Tales datos, expuso agencia Brasil, corresponden al primer balance elaborado bajo el actual marco regulatorio, que obliga a bancos, cooperativas de crédito, instituciones de pago y otras entidades supervisadas a reportar con mayor rigor los incidentes, incluso cuando sean intentos frustrados.
De acuerdo con el BC, el aumento no refleja necesariamente una expansión de la actividad delictiva, sino una mayor capacidad del sistema financiero para identificar, registrar y comunicar las irregularidades.
Las modificaciones forman parte de una estrategia destinada a reforzar la seguridad del sistema y dificultar la actuación del crimen organizado y de grupos especializados en delitos cibernéticos.

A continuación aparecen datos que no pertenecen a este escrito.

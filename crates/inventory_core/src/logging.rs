//! Logging bootstrap and safety policy.
//!
//! # Responsibility
//! - Initialize the `log` backend exactly once per process, writing either to
//!   rolling files or to stderr.
//! - Capture panics as structured log events.
//!
//! # Invariants
//! - Logging init is idempotent for the same configuration.
//! - Logging initialization must not panic.
//! - Re-initialization with a different level or target is rejected.
//! - Log events carry metadata only (ids, counts, durations), never fruit names.

use flexi_logger::{Cleanup, Criterion, FileSpec, Logger, LoggerHandle, Naming, WriteMode};
use log::{error, info};
use once_cell::sync::OnceCell;
use std::path::{Path, PathBuf};

const LOG_FILE_BASENAME: &str = "inventory";
const MAX_LOG_FILE_SIZE_BYTES: u64 = 10 * 1024 * 1024;
const MAX_LOG_FILES: usize = 5;
const MAX_PANIC_PAYLOAD_CHARS: usize = 160;

static LOGGING_STATE: OnceCell<LoggingState> = OnceCell::new();
static PANIC_HOOK_INSTALLED: OnceCell<()> = OnceCell::new();

/// Destination of log records.
#[derive(Debug, Clone, PartialEq, Eq)]
pub enum LogTarget {
    Stderr,
    Directory(PathBuf),
}

impl LogTarget {
    fn describe(&self) -> String {
        match self {
            Self::Stderr => "stderr".to_string(),
            Self::Directory(dir) => dir.display().to_string(),
        }
    }
}

struct LoggingState {
    level: &'static str,
    target: LogTarget,
    _logger: LoggerHandle,
}

/// Initializes logging with `level`, writing to `log_dir` when given and to
/// stderr otherwise.
///
/// # Errors
/// - `level` is not one of `trace|debug|info|warn|error`.
/// - `log_dir` is empty, relative, or cannot be created.
/// - Logging is already active with a different level or target.
/// - The backend fails to start.
pub fn init_logging(level: &str, log_dir: Option<&str>) -> Result<(), String> {
    let normalized_level = normalize_level(level)?;
    let target = match log_dir {
        Some(dir) => LogTarget::Directory(normalize_log_dir(dir)?),
        None => LogTarget::Stderr,
    };

    if let Some(state) = LOGGING_STATE.get() {
        return check_matches(state, normalized_level, &target);
    }

    let state = LOGGING_STATE.get_or_try_init(|| start_logger(normalized_level, &target))?;
    check_matches(state, normalized_level, &target)
}

/// Returns `(level, target)` of active logging, or `None` before init.
pub fn logging_status() -> Option<(&'static str, LogTarget)> {
    LOGGING_STATE
        .get()
        .map(|state| (state.level, state.target.clone()))
}

/// Returns the default log level for current build mode.
///
/// - `debug` builds -> `debug`
/// - `release` builds -> `info`
pub fn default_log_level() -> &'static str {
    if cfg!(debug_assertions) {
        "debug"
    } else {
        "info"
    }
}

fn start_logger(level: &'static str, target: &LogTarget) -> Result<LoggingState, String> {
    let logger = Logger::try_with_str(level)
        .map_err(|err| format!("invalid log level `{level}`: {err}"))?;

    let handle = match target {
        LogTarget::Stderr => logger
            .log_to_stderr()
            .format_for_stderr(flexi_logger::detailed_format)
            .start(),
        LogTarget::Directory(dir) => {
            std::fs::create_dir_all(dir).map_err(|err| {
                format!("failed to create log directory `{}`: {err}", dir.display())
            })?;
            logger
                .log_to_file(
                    FileSpec::default()
                        .directory(dir.as_path())
                        .basename(LOG_FILE_BASENAME),
                )
                .rotate(
                    Criterion::Size(MAX_LOG_FILE_SIZE_BYTES),
                    Naming::Numbers,
                    Cleanup::KeepLogFiles(MAX_LOG_FILES),
                )
                .write_mode(WriteMode::BufferAndFlush)
                .append()
                .format_for_files(flexi_logger::detailed_format)
                .start()
        }
    }
    .map_err(|err| format!("failed to start logger: {err}"))?;

    install_panic_hook_once();

    info!(
        "event=app_start module=core status=ok platform={} build_mode={} version={}",
        std::env::consts::OS,
        build_mode(),
        env!("CARGO_PKG_VERSION")
    );
    info!(
        "event=logging_init module=core status=ok level={level} target={}",
        target.describe()
    );

    Ok(LoggingState {
        level,
        target: target.clone(),
        _logger: handle,
    })
}

fn check_matches(state: &LoggingState, level: &str, target: &LogTarget) -> Result<(), String> {
    if state.target != *target {
        return Err(format!(
            "logging already initialized at `{}`; refusing to switch to `{}`",
            state.target.describe(),
            target.describe()
        ));
    }
    if state.level != level {
        return Err(format!(
            "logging already initialized with level `{}`; refusing to switch to `{level}`",
            state.level
        ));
    }
    Ok(())
}

fn normalize_level(level: &str) -> Result<&'static str, String> {
    match level.trim().to_ascii_lowercase().as_str() {
        "trace" => Ok("trace"),
        "debug" => Ok("debug"),
        "info" => Ok("info"),
        "warn" | "warning" => Ok("warn"),
        "error" => Ok("error"),
        other => Err(format!(
            "unsupported log level `{other}`; expected trace|debug|info|warn|error"
        )),
    }
}

fn normalize_log_dir(log_dir: &str) -> Result<PathBuf, String> {
    let trimmed = log_dir.trim();
    if trimmed.is_empty() {
        return Err("log_dir cannot be empty".to_string());
    }
    let path = Path::new(trimmed);
    if !path.is_absolute() {
        return Err(format!("log_dir must be an absolute path, got `{trimmed}`"));
    }
    Ok(path.to_path_buf())
}

fn build_mode() -> &'static str {
    if cfg!(debug_assertions) {
        "debug"
    } else {
        "release"
    }
}

fn install_panic_hook_once() {
    if PANIC_HOOK_INSTALLED.set(()).is_err() {
        return;
    }

    let previous_hook = std::panic::take_hook();
    std::panic::set_hook(Box::new(move |panic_info| {
        // Payload may echo request data; cap and flatten before logging.
        let location = panic_info
            .location()
            .map(|loc| format!("{}:{}", loc.file(), loc.line()))
            .unwrap_or_else(|| "unknown".to_string());
        let payload = panic_payload_summary(panic_info);
        error!(
            "event=panic_captured module=core status=error location={location} payload={payload}"
        );
        previous_hook(panic_info);
    }));
}

fn panic_payload_summary(info: &std::panic::PanicHookInfo<'_>) -> String {
    let payload = if let Some(message) = info.payload().downcast_ref::<&str>() {
        (*message).to_string()
    } else if let Some(message) = info.payload().downcast_ref::<String>() {
        message.clone()
    } else {
        "non-string panic payload".to_string()
    };

    sanitize_message(&payload, MAX_PANIC_PAYLOAD_CHARS)
}

fn sanitize_message(value: &str, max_chars: usize) -> String {
    let normalized = value.replace(['\n', '\r'], " ");
    let mut truncated = normalized.chars().take(max_chars).collect::<String>();
    if normalized.chars().count() > max_chars {
        truncated.push_str("...");
    }
    truncated
}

Dichas reglas establecen criterios más amplios para el registro de eventos, exigen procedimientos internos más robustos y amplían las obligaciones de las instituciones financieras en materia de control, gobernanza y monitoreo de operaciones sospechosas.
Además, la información recopilada permite identificar patrones de actuación, compartir alertas entre las entidades reguladas y desarrollar herramientas más eficaces para prevenir fraudes antes de que provoquen pérdidas a clientes e instituciones.
Las estadísticas oficiales muestran que la mayoría de los registros continúa vinculada a modalidades digitales de fraude, favorecidas por la expansión de los servicios financieros electrónicos y de los sistemas de pago instantáneo.
El organismo regulador considera que el intercambio de información entre las instituciones será un elemento decisivo para anticipar riesgos y elevar la capacidad de respuesta frente a nuevas modalidades delictivas.
A juicio de representantes del BC, la prevención de fraudes constituye una de las prioridades regulatorias, especialmente después del incremento de incidentes de seguridad detectados durante el último año.
En ese contexto, el regulador también ha endurecido las condiciones para el funcionamiento de instituciones financieras y empresas de pago, elevando requisitos de capital, liquidez, gobernanza y controles internos, además de reforzar los mecanismos de supervisión sobre las entidades autorizadas.
Consultados por medios brasileños de prensa, expertos consideran que la tendencia inicial es un aumento de los registros oficiales, precisamente porque las instituciones ahora cuentan con parámetros más estrictos para clasificar y comunicar los hechos.
El BC reiteró que la cooperación entre las entidades supervisadas será fundamental para fortalecer la resiliencia del sistema financiero nacional y proteger a los usuarios frente al crecimiento de los delitos digitales.
Recalcó que las medidas forman parte de una agenda más amplia de modernización regulatoria impulsada por la autoridad monetaria brasileña.